The head of Syria’s Forgery and Counterfeits Branch, Col. Wassim Maarouf, revealed last week that the agency had caught a network using fraudulent power of attorney to sell real estate belonging to Syrian expatriates and others who had left the country. The Forgery and Counterfeits Branch is part of the Criminal Security Department of the Ministry of Interior.
Three judges, and a number of lawyers and clerks were involved in the network, according to Mr Maarouf. Investigations revealed that the judges could earn up to SYP 1.5 million per unit of property sold. The justice minister confirmed to the pro-regime newspaper Al-Watan in November that there were ongoing trials—and others to take place soon—of judges accused of transferring real estate properties to others based on fraudulent power of attorney.

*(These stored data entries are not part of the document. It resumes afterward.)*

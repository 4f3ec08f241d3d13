//! Repository layer over the `resources` table.
//!
//! # Responsibility
//! - Define record-oriented data access contracts.
//! - Isolate SQL details from hydrators, stores, and the dispatcher.
//!
//! # Invariants
//! - Repositories operate on whatever connection they are handed; they never
//!   open or commit transactions themselves.

pub mod record_repo;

One of the easiest ways to seize real estate is to forge power of attorney documents to sell real estate. The power of attorney for selling such properties is issued by the client, giving the agent the right to sell the property to himself or to anyone else who wants it. The client may not terminate or cancel the power of attorney without the consent of the agent. That is, the real estate selling power of attorney is not subject to removaland is considered a final sale under Article 681 of the Syrian Civil Code.
Pro-regime media reported in late November that a judge had been arrested in Aleppo for his involvement in transferring real estate via forged documents. The judge could overlook a defect in one of the lawsuit proceedings confirming the sale of the property. For example, the judge could neglect to verify the authenticity of the documents, including the sales power of attorney.
According to a judicial source from the Ministry of Justice, the year 2014 alone saw the discovery of around 25 counterfeit powers of attorney to sell real estate per day. There were 15 daily in 2015, 20 daily in 2016, and five per day in 2017. In 2013, according to an official statement, there were 15 cases of fraudulent real estate ownership discovered daily in Damascus and Damascus Countryside governorates alone. The statement affirmed that, at the time, there was a high rate of forgery for personal documents, and that many gang members were placed on trial under this charge.
Power of attorney fraud became widespread after 2011, with an increase in arrests, forced displacement and disappearance. In August 2015, the Prime Ministry issued Circular No. 463, directed at the Ministry of Local Administration, which adds real estate sales to cases that must obtain prior security approval. Such approval requires detailed security investigations of both the buyer and the seller. According to pro-opposition news sites, this indicates the security apparatus’s involvement in the process of fraudulent real estate power of attorney used to sell off properties belonging to people who are opposed to the regime, including detainees and displaced people.
If the property is sold to just one party, the owner must go to the civil or criminal court to file a lawsuit to invalidate the sale or demand compensation. In cases of multiple sales of a single property, called a buyer’s dispute, the original owner only has the right to request compensation, without recovering the property. With this in mind, fraudulent power of attorney resort to selling a single property more than once in order to mislead and prevent the original owners from reclaiming their property.